### Exercise
Starting from the first line below, count every line holding the word "enumerate", then state the total alone.

Information below:

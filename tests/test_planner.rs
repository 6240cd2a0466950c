use std::collections::HashSet;

use tilelang_codegen::DataType;
use tilelang_codegen::ir::{Buffer, PrimFunc, Stmt, StorageScope, Var};
use tilelang_codegen::planner::{Allocation, BankAllocator, BankGeometry, assign_addresses};

const KIB: i64 = 1024;

fn all_conflicts(n: usize) -> Vec<HashSet<usize>> {
    (0..n)
        .map(|i| (0..n).filter(|&j| j != i).collect())
        .collect()
}

fn local(name: &str, shape: &[i64]) -> Buffer {
    Buffer::with_data(
        name,
        Var::new(name, DataType::handle()),
        DataType::f32(),
        shape.to_vec(),
        StorageScope::SharedDyn,
    )
}

fn func_with_locals(locals: &[Buffer]) -> PrimFunc {
    let body = locals.iter().rev().fold(Stmt::Seq(Vec::new()), |acc, buf| {
        Stmt::DeclBuffer {
            buffer: buf.clone(),
            body: Box::new(Stmt::Allocate {
                var: buf.data.clone(),
                dtype: buf.dtype,
                extents: buf.shape.clone(),
                body: Box::new(acc),
            }),
        }
    });
    let param = Buffer::new("X", DataType::f32(), vec![16, 16], StorageScope::Global);
    PrimFunc::new("kernel", vec![param], body)
}

#[test]
fn test_three_way_packing() {
    // 20 KiB, 20 KiB and 10 KiB, all mutually live: descending-size
    // first-fit lands them on fresh bank boundaries
    let allocs = vec![
        Allocation::new("a", 20 * KIB, 1, 4),
        Allocation::new("b", 20 * KIB, 1, 4),
        Allocation::new("c", 10 * KIB, 1, 4),
    ];
    let mut allocator = BankAllocator::new(BankGeometry::default());
    let offsets = allocator.assign(&allocs, &all_conflicts(3)).unwrap();
    assert_eq!(offsets, vec![0, 32 * KIB, 64 * KIB]);
    assert_eq!(allocator.total_consumption(), 74 * KIB);
}

#[test]
fn test_size_order_preference() {
    // The small allocation is listed first but the large one is placed
    // first, so the large one takes offset 0
    let allocs = vec![
        Allocation::new("small", 4 * KIB, 1, 4),
        Allocation::new("large", 40 * KIB, 1, 4),
    ];
    let mut allocator = BankAllocator::new(BankGeometry::default());
    let offsets = allocator.assign(&allocs, &all_conflicts(2)).unwrap();
    assert_eq!(offsets[1], 0);
    assert!(offsets[0] >= 40 * KIB);
}

#[test]
fn test_planner_soundness_over_random_sizes() {
    let sizes = [
        18 * KIB,
        3 * KIB,
        25 * KIB,
        7 * KIB,
        7 * KIB,
        KIB,
        12 * KIB,
    ];
    let allocs: Vec<Allocation> = sizes
        .iter()
        .enumerate()
        .map(|(i, &s)| Allocation::new(format!("t{i}"), s, 1, 4))
        .collect();
    let geometry = BankGeometry::default();
    let mut allocator = BankAllocator::new(geometry);
    let offsets = allocator.assign(&allocs, &all_conflicts(allocs.len())).unwrap();
    for (i, (&off, a)) in offsets.iter().zip(&allocs).enumerate() {
        assert!(off >= 0);
        assert!(off + a.size <= geometry.mem_size());
        for (j, (&off2, a2)) in offsets.iter().zip(&allocs).enumerate() {
            if i != j {
                assert!(
                    off + a.size <= off2 || off2 + a2.size <= off,
                    "t{i} and t{j} overlap"
                );
            }
        }
    }
}

#[test]
fn test_assign_addresses_attaches_attrs() {
    // Planner sizes are product / bank_num * elem_bytes: these three
    // f32 tensors weigh 20 KiB, 20 KiB and 10 KiB respectively
    let locals = [
        local("a_buf", &[80, 1024]),
        local("b_buf", &[80, 1024]),
        local("c_buf", &[40, 1024]),
    ];
    let mut func = func_with_locals(&locals);
    assign_addresses(&mut func).unwrap();
    assert_eq!(func.attrs["a_buf"], 0);
    assert_eq!(func.attrs["b_buf"], 32 * KIB);
    assert_eq!(func.attrs["c_buf"], 64 * KIB);
}

#[test]
fn test_local_memory_overflow_names_buffer() {
    // 16 Ki x 1 Ki f32 elements: 4 MiB per-lane slice, far over 256 KiB
    let locals = [local("giant", &[16 * KIB, KIB])];
    let mut func = func_with_locals(&locals);
    let err = assign_addresses(&mut func).unwrap_err();
    assert!(err.to_string().contains("giant"));
}

#[test]
fn test_function_without_locals_is_untouched() {
    let mut func = func_with_locals(&[]);
    assign_addresses(&mut func).unwrap();
    assert!(func.attrs.is_empty());
}
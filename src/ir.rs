use std::collections::{BTreeMap, HashMap};
use std::hash::{Hash, Hasher};
use std::ops::Deref;
use std::sync::Arc;

use crate::dtype::DataType;
use crate::error::Error;

/// Interior of a [`Var`]
#[derive(Debug)]
pub struct VarNode {
    /// Name hint; the emitter sanitizes and uniquifies it
    pub hint: String,
    pub dtype: DataType,
}

/// An IR variable with shared identity
///
/// Two `Var`s compare equal only when they are clones of the same
/// allocation; the hint plays no part in identity.
#[derive(Debug, Clone)]
pub struct Var(Arc<VarNode>);

impl Var {
    #[must_use]
    pub fn new(hint: impl Into<String>, dtype: DataType) -> Self {
        Self(Arc::new(VarNode {
            hint: hint.into(),
            dtype,
        }))
    }
}

impl Deref for Var {
    type Target = VarNode;
    fn deref(&self) -> &VarNode {
        &self.0
    }
}

impl PartialEq for Var {
    fn eq(&self, other: &Self) -> bool {
        Arc::ptr_eq(&self.0, &other.0)
    }
}

impl Eq for Var {}

impl Hash for Var {
    fn hash<H: Hasher>(&self, state: &mut H) {
        Arc::as_ptr(&self.0).hash(state);
    }
}

/// Storage scope of a buffer
#[derive(Debug, Copy, Clone, PartialEq, Eq)]
pub enum StorageScope {
    Global,
    SharedDyn,
    Shared,
    Local,
}

impl StorageScope {
    pub fn parse(scope: &str) -> Result<Self, Error> {
        match scope {
            "global" => Ok(Self::Global),
            "shared.dyn" => Ok(Self::SharedDyn),
            "shared" => Ok(Self::Shared),
            "" | "local" => Ok(Self::Local),
            other => Err(Error::UnsupportedScope(other.to_string())),
        }
    }

    #[must_use]
    pub fn is_global(self) -> bool {
        matches!(self, Self::Global)
    }
}

/// Interior of a [`Buffer`]
#[derive(Debug)]
pub struct BufferNode {
    pub name: String,
    /// Backing variable; buffers sharing it denote the same storage
    pub data: Var,
    pub dtype: DataType,
    /// Fully-concrete extents
    pub shape: Vec<i64>,
    pub scope: StorageScope,
}

/// A tensor buffer descriptor with shared identity through its data var
#[derive(Debug, Clone)]
pub struct Buffer(Arc<BufferNode>);

impl Buffer {
    #[must_use]
    pub fn new(
        name: impl Into<String>,
        dtype: DataType,
        shape: Vec<i64>,
        scope: StorageScope,
    ) -> Self {
        let name = name.into();
        let data = Var::new(format!("{name}_handle"), DataType::handle());
        Self(Arc::new(BufferNode {
            name,
            data,
            dtype,
            shape,
            scope,
        }))
    }

    #[must_use]
    pub fn with_data(
        name: impl Into<String>,
        data: Var,
        dtype: DataType,
        shape: Vec<i64>,
        scope: StorageScope,
    ) -> Self {
        Self(Arc::new(BufferNode {
            name: name.into(),
            data,
            dtype,
            shape,
            scope,
        }))
    }
}

impl Deref for Buffer {
    type Target = BufferNode;
    fn deref(&self) -> &BufferNode {
        &self.0
    }
}

/// An access region over a buffer: per-axis (min, extent) ranges.
/// Rank must be 2 or 4.
#[derive(Debug, Clone)]
pub struct Region {
    pub buffer: Buffer,
    pub ranges: Vec<(Expr, i64)>,
}

impl Region {
    #[must_use]
    pub fn new(buffer: Buffer, ranges: Vec<(Expr, i64)>) -> Self {
        Self { buffer, ranges }
    }

    /// Full-extent region over the buffer's own shape
    #[must_use]
    pub fn full(buffer: Buffer) -> Self {
        let ranges = buffer
            .shape
            .iter()
            .map(|&extent| (Expr::int(0), extent))
            .collect();
        Self { buffer, ranges }
    }
}

/// Binary arithmetic operators
#[derive(Debug, Copy, Clone, PartialEq, Eq)]
pub enum BinOp {
    Add,
    Sub,
    Mul,
    Div,
    Mod,
    Min,
    Max,
}

impl BinOp {
    /// Operator spelling; alphabetic spellings render as prefix calls
    #[must_use]
    pub fn token(self) -> &'static str {
        match self {
            Self::Add => "+",
            Self::Sub => "-",
            Self::Mul => "*",
            Self::Div => "/",
            Self::Mod => "%",
            Self::Min => "min",
            Self::Max => "max",
        }
    }
}

/// Comparison operators
#[derive(Debug, Copy, Clone, PartialEq, Eq)]
pub enum CmpOp {
    Eq,
    Ne,
    Lt,
    Le,
    Gt,
    Ge,
}

impl CmpOp {
    #[must_use]
    pub fn token(self) -> &'static str {
        match self {
            Self::Eq => "==",
            Self::Ne => "!=",
            Self::Lt => "<",
            Self::Le => "<=",
            Self::Gt => ">",
            Self::Ge => ">=",
        }
    }
}

/// Callee of a [`Expr::Call`]
#[derive(Debug, Clone, PartialEq, Eq)]
pub enum CallOp {
    /// `call_extern("<ns>.<op>", ...)` or a plain foreign symbol
    Extern(String),
    /// Conditional value select
    IfThenElse,
}

/// IR expressions. Every node has a datatype.
#[derive(Debug, Clone)]
pub enum Expr {
    Var(Var),
    IntImm {
        dtype: DataType,
        value: i64,
    },
    FloatImm {
        dtype: DataType,
        value: f64,
    },
    StringImm(String),
    Binary {
        op: BinOp,
        dtype: DataType,
        a: Box<Expr>,
        b: Box<Expr>,
    },
    Compare {
        op: CmpOp,
        a: Box<Expr>,
        b: Box<Expr>,
    },
    Cast {
        dtype: DataType,
        value: Box<Expr>,
    },
    Ramp {
        base: Box<Expr>,
        stride: Box<Expr>,
        lanes: u16,
    },
    Call {
        op: CallOp,
        dtype: DataType,
        args: Vec<Expr>,
    },
    BufferLoad {
        buffer: Buffer,
        indices: Vec<Expr>,
    },
    /// Tensor-intrinsic argument carrying an access region
    Region(Region),
}

impl Expr {
    /// An `int32` immediate
    #[must_use]
    pub fn int(value: i64) -> Self {
        Self::IntImm {
            dtype: DataType::i32(),
            value,
        }
    }

    /// An `f32` immediate
    #[must_use]
    pub fn f32imm(value: f64) -> Self {
        Self::FloatImm {
            dtype: DataType::f32(),
            value,
        }
    }

    #[must_use]
    pub fn var(v: &Var) -> Self {
        Self::Var(v.clone())
    }

    /// A `call_extern` node with void result
    #[must_use]
    pub fn call_extern(symbol: impl Into<String>, args: Vec<Expr>) -> Self {
        Self::Call {
            op: CallOp::Extern(symbol.into()),
            dtype: DataType::void(),
            args,
        }
    }

    #[must_use]
    pub fn binary(op: BinOp, a: Expr, b: Expr) -> Self {
        let dtype = a.dtype();
        Self::Binary {
            op,
            dtype,
            a: Box::new(a),
            b: Box::new(b),
        }
    }

    #[must_use]
    pub fn dtype(&self) -> DataType {
        match self {
            Self::Var(v) => v.dtype,
            Self::IntImm { dtype, .. }
            | Self::FloatImm { dtype, .. }
            | Self::Binary { dtype, .. }
            | Self::Cast { dtype, .. }
            | Self::Call { dtype, .. } => *dtype,
            Self::StringImm(_) => DataType::handle(),
            Self::Compare { .. } => DataType::bool(),
            Self::Ramp { base, lanes, .. } => base.dtype().with_lanes(*lanes),
            Self::BufferLoad { buffer, .. } => buffer.dtype,
            Self::Region(region) => region.buffer.dtype,
        }
    }

    /// If it is a `Region`, returns the region. Returns `None` otherwise.
    #[must_use]
    pub fn as_region(&self) -> Option<&Region> {
        match self {
            Self::Region(region) => Some(region),
            _ => None,
        }
    }

    #[must_use]
    pub fn as_var(&self) -> Option<&Var> {
        match self {
            Self::Var(v) => Some(v),
            _ => None,
        }
    }

    /// Integer immediate value, if this is one
    #[must_use]
    pub fn as_int(&self) -> Option<i64> {
        match self {
            Self::IntImm { value, .. } => Some(*value),
            _ => None,
        }
    }

    #[must_use]
    pub fn as_float(&self) -> Option<f64> {
        match self {
            Self::FloatImm { value, .. } => Some(*value),
            Self::IntImm { value, .. } => Some(*value as f64),
            _ => None,
        }
    }
}

/// Loop annotation
#[derive(Debug, Copy, Clone, PartialEq, Eq)]
pub enum ForKind {
    Serial,
    Unrolled,
}

/// IR statements
#[derive(Debug, Clone)]
pub enum Stmt {
    For {
        var: Var,
        min: Expr,
        extent: Expr,
        kind: ForKind,
        body: Box<Stmt>,
    },
    LetStmt {
        var: Var,
        value: Expr,
        body: Box<Stmt>,
    },
    /// On-chip tensor allocation. A leading third extent is an outer
    /// repetition count (double buffering).
    Allocate {
        var: Var,
        dtype: DataType,
        extents: Vec<i64>,
        body: Box<Stmt>,
    },
    DeclBuffer {
        buffer: Buffer,
        body: Box<Stmt>,
    },
    AttrStmt {
        key: String,
        value: Expr,
        body: Box<Stmt>,
    },
    IfThenElse {
        cond: Expr,
        then_case: Box<Stmt>,
        else_case: Option<Box<Stmt>>,
    },
    Evaluate(Expr),
    Seq(Vec<Stmt>),
}

impl Stmt {
    /// An `Evaluate` over a `call_extern`
    #[must_use]
    pub fn call(symbol: impl Into<String>, args: Vec<Expr>) -> Self {
        Self::Evaluate(Expr::call_extern(symbol, args))
    }

    #[must_use]
    pub fn seq(stmts: Vec<Stmt>) -> Self {
        Self::Seq(stmts)
    }
}

/// A lowered tensor-program function
#[derive(Debug, Clone)]
pub struct PrimFunc {
    /// Global symbol the kernel is emitted under
    pub name: String,
    pub params: Vec<Var>,
    pub buffer_map: HashMap<Var, Buffer>,
    pub body: Stmt,
    /// String-keyed integer attributes; the planner stores byte offsets here
    pub attrs: BTreeMap<String, i64>,
}

impl PrimFunc {
    #[must_use]
    pub fn new(name: impl Into<String>, buffers: Vec<Buffer>, body: Stmt) -> Self {
        let params: Vec<Var> = buffers.iter().map(|b| b.data.clone()).collect();
        let buffer_map = params
            .iter()
            .cloned()
            .zip(buffers)
            .collect();
        Self {
            name: name.into(),
            params,
            buffer_map,
            body,
            attrs: BTreeMap::new(),
        }
    }
}

/// An ordered collection of functions handed to a build entry point
#[derive(Debug, Clone, Default)]
pub struct IrModule {
    pub functions: Vec<PrimFunc>,
}

impl IrModule {
    #[must_use]
    pub fn single(func: PrimFunc) -> Self {
        Self {
            functions: vec![func],
        }
    }
}
#[test]
fn test_elementwise_broadcast_protocol() {
    let dst = local("out", DataType::f32(), &[64, 256]);
    let a = local("lhs", DataType::f32(), &[64, 256]);
    let col = local("col", DataType::f32(), &[64, 1]);
    let same = local("rhs", DataType::f32(), &[64, 256]);
    let body = with_locals(
        &[dst.clone(), a.clone(), col.clone(), same.clone()],
        Stmt::seq(vec![
            Stmt::call("ppl.div", vec![full(&dst), full(&a), full(&col)]),
            Stmt::call("ppl.add", vec![full(&dst), full(&a), full(&same)]),
            Stmt::call("ppl.mul_C", vec![full(&dst), full(&a), Expr::f32imm(0.5)]),
        ]),
    );
    let param = Buffer::new("X", DataType::f32(), vec![64, 256], StorageScope::Global);
    let func = PrimFunc::new("eltwise", vec![param], body);
    let source = build_tilelang_ppl(&IrModule::single(func)).unwrap();
    // The (C, 1) divisor takes the aligned-stride broadcast route
    assert!(source.contains("dim4 col_stride;"));
    assert!(source.contains("tpu_aligned_stride(&col_stride, 0, &col.shape, DT_FP32);"));
    assert!(source.contains("col_stride.w = 0;"));
    assert!(source.contains("&col_stride, DT_FP32);"));
    assert!(source.contains("tpu_bdc_fp_div("));
    // The full-width operand keeps its descriptor stride
    assert!(source.contains(
        "tpu_bdc_fp_add(out.addr, lhs.addr, rhs.addr, &out.shape, (out.default_stride ? NULL : \
         &out.stride), (lhs.default_stride ? NULL : &lhs.stride), (rhs.default_stride ? NULL : \
         &rhs.stride), DT_FP32);"
    ));
    assert!(source.contains("tpu_bdc_fp_mul_C(out.addr, lhs.addr, (scalar_t){.f32 = 5e-1}"));
}

#[test]
fn test_exp_and_rsqrt() {
    let t = local("scores", DataType::f32(), &[8, 64]);
    let work0 = local("work0", DataType::f32(), &[8, 64]);
    let work1 = local("work1", DataType::f32(), &[8, 64]);
    let coeff = local("coeff", DataType::f32(), &[1, 32]);
    let table = local("table", DataType::f32(), &[1, 192]);
    let body = with_locals(
        &[
            t.clone(),
            work0.clone(),
            work1.clone(),
            coeff.clone(),
            table.clone(),
        ],
        Stmt::seq(vec![
            Stmt::call(
                "ppl.exp",
                vec![
                    full(&t),
                    full(&t),
                    full(&work0),
                    full(&work1),
                    full(&coeff),
                    full(&table),
                ],
            ),
            Stmt::call("ppl.rsqrt", vec![full(&t), full(&t)]),
        ]),
    );
    let param = Buffer::new("X", DataType::f32(), vec![8, 64], StorageScope::Global);
    let func = PrimFunc::new("softmax_tail", vec![param], body);
    let source = build_tilelang_ppl(&IrModule::single(func)).unwrap();
    assert!(source.contains("tpu_bdc_load_fp32_exp_coeff(coeff.addr);"));
    assert!(source.contains("tpu_bdc_load_fp32_exp_table(table.addr);"));
    assert!(source.contains(
        "tpu_bdc_fp32_exp(scores.addr, scores.addr, work0.addr, work1.addr, coeff.addr, \
         table.addr, &scores.shape);"
    ));
    assert!(source.contains("tpu_bdc_fp32_rsqrt(scores.addr, scores.addr, &scores.shape);"));
}

fn embedding_func(select: i64, inner: i64) -> PrimFunc {
    let out = local("out", DataType::f16(), &[128, inner]);
    let params = local("params", DataType::f16(), &[select, inner]);
    let index = local("index", DataType::u16(), &[1, 128]);
    let params_tmp = local("params_tmp", DataType::f16(), &[inner, select]);
    let out_tmp = local("out_tmp", DataType::f16(), &[inner, 128]);
    let body = with_locals(
        &[
            out.clone(),
            params.clone(),
            index.clone(),
            params_tmp.clone(),
            out_tmp.clone(),
        ],
        Stmt::call(
            "ppl.embedding",
            vec![
                full(&out),
                full(&params),
                full(&index),
                full(&params_tmp),
                full(&out_tmp),
                Expr::int(1),
                Expr::int(inner),
                Expr::int(select),
                Expr::int(128),
                Expr::f32imm(0.0),
            ],
        ),
    );
    let param = Buffer::new("X", DataType::f16(), vec![select, inner], StorageScope::Global);
    PrimFunc::new("embedding", vec![param], body)
}

#[test]
fn test_embedding_index_axis_split() {
    // select < inner: the index axis is divided across cores
    let source = build_tilelang_ppl(&IrModule::single(embedding_func(30, 64))).unwrap();
    assert!(source.contains("int core_idx = tpu_core_index();"));
    assert!(source.contains("int index_slice = (128 + core_num - 1) / core_num;"));
    assert!(source.contains("int real_index_slice = MIN(index_slice, 128 - core_idx * index_slice);"));
    assert!(source.contains("if (core_idx < allocated_core) {"));
    assert!(source.contains("tpu_bdc_w_gather(output_subview_shared.addr, params_tmp.addr"));
    // Transpose in, gather, transpose out
    assert_eq!(count(&source, "tpu_gdma_cpy_cw_trans_L2L("), 2);
    // Index dtype tag follows the index tensor's own dtype
    assert!(source.contains("DT_FP16, DT_UINT16);"));
}

#[test]
fn test_embedding_inner_axis_split() {
    // select >= inner: the inner axis is divided across cores
    let source = build_tilelang_ppl(&IrModule::single(embedding_func(256, 64))).unwrap();
    assert!(source.contains("int inner_slice = (64 + core_num - 1) / core_num;"));
    assert!(source.contains("if (inner_slice > 0) {"));
    assert!(!source.contains("int index_slice"));
}

#[test]
fn test_double_buffered_allocation_names() {
    let var = Var::new("X_shared", DataType::handle());
    let buffer = Buffer::with_data(
        "X_shared",
        var.clone(),
        DataType::f16(),
        vec![64, 64],
        StorageScope::SharedDyn,
    );
    // A leading extent of 2 requests two buffered copies
    let body = Stmt::DeclBuffer {
        buffer,
        body: Box::new(Stmt::Allocate {
            var,
            dtype: DataType::f16(),
            extents: vec![2, 64, 64],
            body: Box::new(Stmt::Seq(Vec::new())),
        }),
    };
    let param = Buffer::new("X", DataType::f16(), vec![64, 64], StorageScope::Global);
    let func = PrimFunc::new("pipelined", vec![param], body);
    let source = build_tilelang_ppl(&IrModule::single(func)).unwrap();
    assert!(source.contains("__ppl_tensor_info X_shared = "));
    assert!(source.contains("__ppl_tensor_info X_shared_1 = "));
}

End of Information.

### Finished exercise
3